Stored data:
════
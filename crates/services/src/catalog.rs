use std::collections::HashMap;
use std::sync::{Arc, Mutex, PoisonError};

use prep_core::model::{CardRecord, Locale};

use crate::loader::RecordLoader;

/// Loaded cards per locale, read from the loader at most once each.
pub struct CardCatalog {
    loader: RecordLoader,
    loaded: Mutex<HashMap<Locale, Arc<[CardRecord]>>>,
}

impl CardCatalog {
    #[must_use]
    pub fn new(loader: RecordLoader) -> Self {
        Self {
            loader,
            loaded: Mutex::new(HashMap::new()),
        }
    }

    #[must_use]
    pub fn loader(&self) -> &RecordLoader {
        &self.loader
    }

    /// Cards for `locale`; empty if the source could not be loaded.
    #[must_use]
    pub fn records(&self, locale: Locale) -> Arc<[CardRecord]> {
        let mut loaded = self.loaded.lock().unwrap_or_else(PoisonError::into_inner);
        let records = loaded
            .entry(locale)
            .or_insert_with(|| {
                let records = self.loader.load_or_empty(locale);
                tracing::info!(%locale, count = records.len(), "loaded cards");
                records.into()
            });
        Arc::clone(records)
    }
}

#[cfg(test)]
mod tests {
    use super::*;

    #[test]
    fn records_are_cached_per_locale() {
        let catalog = CardCatalog::new(RecordLoader::bundled());
        let first = catalog.records(Locale::En);
        let second = catalog.records(Locale::En);
        assert!(Arc::ptr_eq(&first, &second));
        assert_ne!(first[0].section, catalog.records(Locale::Ja)[0].section);
    }
}
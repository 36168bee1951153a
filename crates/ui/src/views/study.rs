use dioxus::prelude::*;
use dioxus_router::use_navigator;

use prep_core::mastery::Judgment;
use prep_core::model::{CardRecord, Locale, Section};
use services::{SessionStats, StudyScope};

use crate::context::{AppContext, LocaleState};
use crate::i18n::{t, t_with};
use crate::routes::Route;
use crate::views::{ViewError, ViewState, view_state_from_resource};
use crate::vm::{
    StudyIntent, StudyOutcome, StudyVm, section_theme, start_study, swipe_judgment,
};

#[cfg(test)]
use std::cell::RefCell;
#[cfg(test)]
use std::rc::Rc;

#[component]
pub fn StudyView() -> Element {
    rsx! {
        StudyPanel { scope: StudyScope::All }
    }
}

#[component]
pub fn StudySectionView(section: String) -> Element {
    rsx! {
        StudyPanel { scope: StudyScope::Section(Section::new(section)) }
    }
}

#[component]
fn StudyPanel(scope: StudyScope) -> Element {
    let ctx = use_context::<AppContext>();
    let locale_state = use_context::<LocaleState>();
    let locale = locale_state.get();
    let navigator = use_navigator();
    let study_loop = ctx.study_loop();

    let error = use_signal(|| None::<ViewError>);
    let vm = use_signal(|| None::<StudyVm>);
    let completion = use_signal(|| None::<SessionStats>);

    let resource = use_resource(move || {
        let ctx = ctx.clone();
        let scope = scope.clone();
        let locale = locale_state.get();
        let mut error = error;
        let mut vm = vm;
        let mut completion = completion;

        async move {
            let records = ctx.catalog().records(locale);
            let started = start_study(&ctx.study_loop(), &records, scope).await?;
            vm.set(Some(started));
            completion.set(None);
            error.set(None);
            Ok::<_, ViewError>(())
        }
    });
    let state = view_state_from_resource(&resource);

    let dispatch_intent = use_callback(move |intent: StudyIntent| {
        let mut error = error;
        let mut vm = vm;
        let mut completion = completion;

        // Drags short of the threshold change nothing.
        let intent = match intent {
            StudyIntent::Swipe { delta_x } => match swipe_judgment(delta_x) {
                Some(judgment) => StudyIntent::Judge(judgment),
                None => return,
            },
            other => other,
        };

        match intent {
            StudyIntent::Swipe { .. } => {}
            StudyIntent::Flip => {
                if let Some(vm) = vm.write().as_mut() {
                    vm.flip();
                }
            }
            StudyIntent::Restart => {
                if let Some(vm) = vm.write().as_mut() {
                    vm.restart(&study_loop);
                }
                completion.set(None);
                error.set(None);
            }
            StudyIntent::Judge(judgment) => {
                let study_loop = study_loop.clone();
                spawn(async move {
                    let taken = vm.write().take();
                    let Some(mut local) = taken else {
                        error.set(Some(ViewError::Unknown));
                        return;
                    };

                    let result = local.judge(&study_loop, judgment).await;

                    // Put the session back even on error so the screen stays usable.
                    vm.set(Some(local));

                    match result {
                        Ok(StudyOutcome::Continue) => error.set(None),
                        Ok(StudyOutcome::Completed(stats)) => {
                            error.set(None);
                            completion.set(Some(stats));
                        }
                        Err(err) => error.set(Some(err)),
                    }
                });
            }
        }
    });

    #[cfg(test)]
    {
        let mut registered = use_signal(|| false);
        if !registered() {
            registered.set(true);
            if let Some(handles) = try_consume_context::<StudyTestHandles>() {
                handles.register(dispatch_intent, vm);
            }
        }
    }

    let vm_guard = vm.read();
    let card = vm_guard.as_ref().and_then(StudyVm::current_card).cloned();
    let flipped = vm_guard.as_ref().is_some_and(StudyVm::is_flipped);
    let streak = vm_guard.as_ref().map_or(0, StudyVm::streak);
    let (position, total) = vm_guard
        .as_ref()
        .map(StudyVm::progress)
        .map_or((0, 0), |p| (p.position(), p.total));
    let fraction = vm_guard
        .as_ref()
        .map_or(0.0, |vm| vm.progress().fraction() * 100.0);
    drop(vm_guard);
    let completion_state = *completion.read();
    let progress_label = t_with(
        locale,
        "card_progress",
        &[
            ("current", &position.to_string()),
            ("total", &total.to_string()),
        ],
    );

    rsx! {
        div { class: "page study",
            header { class: "study__header",
                button {
                    class: "btn btn-secondary",
                    id: "study-exit",
                    r#type: "button",
                    onclick: move |_| {
                        let _ = navigator.push(Route::Dashboard {});
                    },
                    "← "
                    {t(locale, "exit")}
                }
                if completion_state.is_none() && total > 0 {
                    div { class: "study__progress",
                        span { class: "study__progress-label", "{progress_label}" }
                        div { class: "progress-bar progress-bar--thin",
                            div { class: "progress-bar__fill", style: "width: {fraction:.0}%" }
                        }
                    }
                }
            }
            match state {
                ViewState::Idle => rsx! {},
                ViewState::Loading => rsx! {
                    p { {t(locale, "loading")} }
                },
                ViewState::Error(err) => rsx! {
                    div { class: "study__empty glass-panel",
                        p { {t(locale, err.message_key())} }
                        button {
                            class: "btn btn-secondary",
                            r#type: "button",
                            onclick: move |_| {
                                let _ = navigator.push(Route::Dashboard {});
                            },
                            {t(locale, "back_dashboard")}
                        }
                    }
                },
                ViewState::Ready(()) => rsx! {
                    if let Some(err) = *error.read() {
                        p { class: "study__error", {t(locale, err.message_key())} }
                    }
                    if let Some(stats) = completion_state {
                        CompletionPanel { stats, locale, on_intent: dispatch_intent }
                    } else if let Some(card) = card {
                        StudyCard { card, flipped, streak, locale, on_intent: dispatch_intent }
                    }
                },
            }
        }
    }
}

#[component]
fn StudyCard(
    card: CardRecord,
    flipped: bool,
    streak: u32,
    locale: Locale,
    on_intent: EventHandler<StudyIntent>,
) -> Element {
    let ctx = use_context::<AppContext>();
    let theme = section_theme(card.section.as_str());
    let link = card.link.as_ref().map(ToString::to_string);
    let face_class = if flipped {
        "flashcard flashcard--back"
    } else {
        "flashcard flashcard--front"
    };
    let streak_label = t_with(locale, "streak", &[("count", &streak.to_string())]);
    let mut drag_start = use_signal(|| None::<f64>);
    let mut swiped = use_signal(|| false);

    rsx! {
        div { class: "study__card-area",
            div {
                class: "{face_class}",
                id: "study-card",
                style: "--accent: {theme.color}",
                onpointerdown: move |evt: PointerEvent| {
                    drag_start.set(Some(evt.client_coordinates().x));
                    swiped.set(false);
                },
                onpointerup: move |evt: PointerEvent| {
                    let Some(start_x) = drag_start.take() else {
                        return;
                    };
                    let delta_x = evt.client_coordinates().x - start_x;
                    if swipe_judgment(delta_x).is_some() {
                        swiped.set(true);
                        on_intent.call(StudyIntent::Swipe { delta_x });
                    }
                },
                onclick: move |_| {
                    // The click that ends a swipe must not flip the next card.
                    if swiped.replace(false) {
                        return;
                    }
                    on_intent.call(StudyIntent::Flip);
                },
                if flipped {
                    div { class: "flashcard__icon flashcard__icon--small", "{theme.icon.glyph()}" }
                    p { class: "flashcard__details", "{card.details}" }
                    if let Some(url) = link {
                        button {
                            class: "btn btn-secondary flashcard__link",
                            r#type: "button",
                            onpointerdown: move |evt: PointerEvent| evt.stop_propagation(),
                            onpointerup: move |evt: PointerEvent| evt.stop_propagation(),
                            onclick: move |evt: MouseEvent| {
                                evt.stop_propagation();
                                ctx.open_link(&url);
                            },
                            "↗ "
                            {t(locale, "docs_link")}
                        }
                    }
                } else {
                    div { class: "flashcard__icon", "{theme.icon.glyph()}" }
                    h3 { class: "flashcard__section", "{card.section}" }
                    h1 { class: "flashcard__content", "{card.content}" }
                    span { class: "flashcard__hint", {t(locale, "flip_instruction")} }
                }
            }
            p { class: "study__streak", "{streak_label}" }
            div { class: "study__controls",
                JudgeButton { judgment: Judgment::Failure, locale, on_intent }
                JudgeButton { judgment: Judgment::InstantMaster, locale, on_intent }
                JudgeButton { judgment: Judgment::Success, locale, on_intent }
            }
        }
    }
}

#[component]
fn JudgeButton(judgment: Judgment, locale: Locale, on_intent: EventHandler<StudyIntent>) -> Element {
    let (class, id, key, glyph) = match judgment {
        Judgment::Failure => ("judge judge--failure", "judge-failure", "judge_failure", "👎"),
        Judgment::Success => ("judge judge--success", "judge-success", "judge_success", "👍"),
        Judgment::InstantMaster => ("judge judge--instant", "judge-instant", "judge_instant", "★"),
    };
    rsx! {
        button {
            class: "{class}",
            id: "{id}",
            r#type: "button",
            title: t(locale, key),
            onclick: move |_| on_intent.call(StudyIntent::Judge(judgment)),
            span { class: "judge__glyph", "{glyph}" }
            span { class: "judge__label", {t(locale, key)} }
        }
    }
}

#[component]
fn CompletionPanel(stats: SessionStats, locale: Locale, on_intent: EventHandler<StudyIntent>) -> Element {
    let navigator = use_navigator();
    let result = t_with(
        locale,
        "session_result",
        &[
            ("correct", &stats.correct.to_string()),
            ("total", &stats.total.to_string()),
        ],
    );

    rsx! {
        div { class: "study__complete glass-panel",
            h2 { {t(locale, "session_complete")} }
            p { class: "study__result", "{result}" }
            div { class: "study__complete-actions",
                button {
                    class: "btn btn-secondary",
                    id: "study-back",
                    r#type: "button",
                    onclick: move |_| {
                        let _ = navigator.push(Route::Dashboard {});
                    },
                    {t(locale, "back_dashboard")}
                }
                button {
                    class: "btn btn-primary",
                    id: "study-again",
                    r#type: "button",
                    onclick: move |_| on_intent.call(StudyIntent::Restart),
                    {t(locale, "study_again")}
                }
            }
        }
    }
}

#[cfg(test)]
#[derive(Clone, Default)]
pub(crate) struct StudyTestHandles {
    dispatch: Rc<RefCell<Option<Callback<StudyIntent>>>>,
    vm: Rc<RefCell<Option<Signal<Option<StudyVm>>>>>,
}

#[cfg(test)]
impl StudyTestHandles {
    pub(crate) fn register(&self, dispatch: Callback<StudyIntent>, vm: Signal<Option<StudyVm>>) {
        *self.dispatch.borrow_mut() = Some(dispatch);
        *self.vm.borrow_mut() = Some(vm);
    }

    pub(crate) fn dispatch(&self) -> Callback<StudyIntent> {
        (*self.dispatch.borrow()).expect("study dispatch registered")
    }

    pub(crate) fn vm(&self) -> Signal<Option<StudyVm>> {
        (*self.vm.borrow()).expect("study vm registered")
    }
}
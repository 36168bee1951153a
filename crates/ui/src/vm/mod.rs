mod dashboard_vm;
mod mastered_vm;
mod study_vm;
mod theme;

pub use dashboard_vm::{DashboardVm, SectionTileVm, map_dashboard};
pub use mastered_vm::{MasteredRowVm, MasteredVm};
pub use study_vm::{
    SWIPE_THRESHOLD_PX, StudyIntent, StudyOutcome, StudyVm, start_study, swipe_judgment,
};
pub use theme::{DEFAULT_THEME, SectionIcon, SectionTheme, section_theme};
#![forbid(unsafe_code)]

pub mod app_services;
pub mod catalog;
pub mod dashboard;
pub mod error;
pub mod loader;
pub mod mastered;
pub mod progress_service;
pub mod study;

pub use prep_core::Clock;

pub use app_services::AppServices;
pub use catalog::CardCatalog;
pub use dashboard::{DashboardStats, SectionStats};
pub use error::{AppServicesError, LoaderError, ProgressError, StudyError};
pub use loader::{CardSource, RecordLoader};
pub use mastered::{MasteredQuery, mastered_sections};
pub use progress_service::{PROGRESS_SLOT, ProgressStore};
pub use study::{
    SessionProgress, SessionStats, StudyAnswerResult, StudyLoopService, StudyPlan, StudyScope,
    StudySession,
};
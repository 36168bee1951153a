use std::sync::Arc;

use prep_core::mastery::{Judgment, MasteryRecord, ProgressMap};
use storage::repository::SlotRepository;
use tokio::sync::Mutex;

use crate::error::ProgressError;

/// Storage slot holding the serialized progress map.
pub const PROGRESS_SLOT: &str = "aws-practitioner-progress";

/// Owns the learner's mastery records and keeps the storage slot in step.
///
/// After `open`, the in-memory map is authoritative. Every mutation rewrites
/// the whole slot; a failed write is logged and the update stays in memory.
pub struct ProgressStore {
    slots: Arc<dyn SlotRepository>,
    slot_name: String,
    cache: Mutex<ProgressMap>,
}

impl ProgressStore {
    /// Open the store on the default progress slot and load what it holds.
    pub async fn open(slots: Arc<dyn SlotRepository>) -> Self {
        Self::open_slot(slots, PROGRESS_SLOT).await
    }

    /// Open the store on a named slot.
    pub async fn open_slot(slots: Arc<dyn SlotRepository>, slot_name: impl Into<String>) -> Self {
        let slot_name = slot_name.into();
        let initial = read_map(slots.as_ref(), &slot_name).await;
        Self {
            slots,
            slot_name,
            cache: Mutex::new(initial),
        }
    }

    #[must_use]
    pub fn slot_name(&self) -> &str {
        &self.slot_name
    }

    /// Re-read the persisted slot and replace the in-memory map with it.
    ///
    /// Missing, unreadable, or corrupt data yields an empty map.
    pub async fn load_all(&self) -> ProgressMap {
        let mut cache = self.cache.lock().await;
        *cache = read_map(self.slots.as_ref(), &self.slot_name).await;
        cache.clone()
    }

    /// Current in-memory map, without touching storage.
    pub async fn snapshot(&self) -> ProgressMap {
        self.cache.lock().await.clone()
    }

    pub async fn get(&self, key: &str) -> Option<MasteryRecord> {
        self.cache.lock().await.get(key).copied()
    }

    /// Apply a judgment to the card keyed by `key` and persist the map.
    ///
    /// # Errors
    ///
    /// Returns `ProgressError::Mastery` for an empty key; nothing is written.
    pub async fn record_judgment(
        &self,
        key: &str,
        judgment: Judgment,
    ) -> Result<ProgressMap, ProgressError> {
        let mut cache = self.cache.lock().await;
        let record = cache.record(key, judgment)?;
        tracing::debug!(
            key,
            ?judgment,
            correct_count = record.correct_count,
            mastered = record.mastered,
            encounters = record.encounters,
            "recorded judgment"
        );
        self.persist(&cache).await;
        Ok(cache.clone())
    }

    /// Clear the mastered flag of `key`, leaving its counters untouched.
    ///
    /// An unknown key changes nothing and writes nothing.
    ///
    /// # Errors
    ///
    /// Returns `ProgressError::Mastery` for an empty key.
    pub async fn reset_mastery(&self, key: &str) -> Result<ProgressMap, ProgressError> {
        let mut cache = self.cache.lock().await;
        if cache.reset_mastery(key)?.is_some() {
            tracing::debug!(key, "cleared mastered flag");
            self.persist(&cache).await;
        }
        Ok(cache.clone())
    }

    /// Drop every record and persist the empty map.
    pub async fn clear_all(&self) -> ProgressMap {
        let mut cache = self.cache.lock().await;
        *cache = ProgressMap::new();
        tracing::info!(slot = %self.slot_name, "cleared all progress");
        self.persist(&cache).await;
        cache.clone()
    }

    async fn persist(&self, map: &ProgressMap) {
        let json = match serde_json::to_string(map) {
            Ok(json) => json,
            Err(err) => {
                tracing::error!(slot = %self.slot_name, error = %err, "failed to serialize progress");
                return;
            }
        };
        if let Err(err) = self.slots.write_slot(&self.slot_name, &json).await {
            tracing::error!(slot = %self.slot_name, error = %err, "failed to persist progress");
        }
    }
}

async fn read_map(slots: &dyn SlotRepository, slot_name: &str) -> ProgressMap {
    let raw = match slots.read_slot(slot_name).await {
        Ok(Some(raw)) => raw,
        Ok(None) => return ProgressMap::new(),
        Err(err) => {
            tracing::error!(slot = slot_name, error = %err, "failed to read progress");
            return ProgressMap::new();
        }
    };
    serde_json::from_str(&raw).unwrap_or_else(|err| {
        tracing::warn!(slot = slot_name, error = %err, "discarding unreadable progress");
        ProgressMap::new()
    })
}
#[tokio::test]
async fn relay_create_failure_returns_to_matchmaker_before_reporting() {
    let plugin_error = ErrorCode::PluginReportedError.code();
    let peer = FakeServerPeer::new(Script {
        relay_entry: [plugin_error].into(),
        ..Script::default()
    });
    let client = async_client(&peer);
    client
        .connect_using_settings_async(settings().with_fixed_region("eu"))
        .await
        .unwrap();
    let (_id, mut events) = client.lock().await.subscriber().channel(128);

    let code = client
        .create_room_async(EnterRoomArgs::new().with_room_name("arena"), false)
        .await
        .unwrap();

    assert_eq!(code, plugin_error);
    assert_eq!(client.state().await, ClientState::ConnectedToMatchmaker);
    let events = drain(&mut events);
    let back_on_matchmaker = events
        .iter()
        .position(|e| {
            matches!(
                e,
                ClientEvent::StateChanged {
                    previous: ClientState::Authenticating,
                    current: ClientState::ConnectedToMatchmaker,
                }
            )
        })
        .unwrap();
    let failed = events
        .iter()
        .position(|e| matches!(e, ClientEvent::CreateRoomFailed { .. }))
        .unwrap();
    assert!(back_on_matchmaker < failed);
    assert!(!events.contains(&ClientEvent::ConnectedToMatchmaker));
    assert_eq!(
        peer.log().connects.last().map(String::as_str),
        Some(MATCHMAKER_ADDRESS)
    );
}

#[tokio::test]
async fn join_random_creates_when_nothing_matches() {
    let peer = FakeServerPeer::default();
    let client = async_client(&peer);
    client
        .connect_using_settings_async(settings().with_fixed_region("eu"))
        .await
        .unwrap();
    let (_id, mut events) = client.lock().await.subscriber().channel(128);

    client
        .join_random_or_create_room_async(JoinRandomArgs::new(), EnterRoomArgs::new(), true)
        .await
        .unwrap();

    assert_eq!(client.lock().await.room().unwrap().name, "random-room");
    let events = drain(&mut events);
    // Actor 1 is the first player, so this client created the room.
    let created = events.iter().position(|e| *e == ClientEvent::CreatedRoom).unwrap();
    let joined = events.iter().position(|e| *e == ClientEvent::JoinedRoom).unwrap();
    assert!(created < joined);
}

#[tokio::test]
async fn joined_room_waits_for_local_join_event() {
    let peer = FakeServerPeer::new(Script {
        actor_number: 3,
        send_join_event: false,
        ..Script::default()
    });
    let client = async_client(&peer);
    client
        .connect_using_settings_async(settings().with_fixed_region("eu"))
        .await
        .unwrap();
    let short = AsyncClient::clone(&client).with_config(
        AsyncConfig::new()
            .with_service_interval(Duration::from_millis(1))
            .with_operation_timeout(Duration::from_millis(100)),
    );

    let err = short
        .join_room_async(EnterRoomArgs::new().with_room_name("arena"), true)
        .await
        .unwrap_err();

    assert!(matches!(err, RealtimeError::Timeout));
    assert_eq!(client.state().await, ClientState::Joining);
    assert_eq!(short.active_pumps(), 0);

    peer.push(relay_realtime_client::PeerMessage::Event(
        EventData::new(EventCode::Join).with(param::ACTOR_NR, 3),
    ));
    client.lock().await.service().unwrap();
    assert_eq!(client.state().await, ClientState::Joined);
}

#[tokio::test]
async fn entry_before_connecting_is_refused() {
    let peer = FakeServerPeer::default();
    let client = async_client(&peer);

    let err = client
        .create_room_async(EnterRoomArgs::new(), true)
        .await
        .unwrap_err();

    assert!(matches!(err, RealtimeError::Start(_)));
    assert!(peer.log().sent.is_empty());
}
════
WHAT YOU NEED TO DO: In the entries above, count each line holding "RefCell" and report the total and nothing more.

RESULT BELOW: 3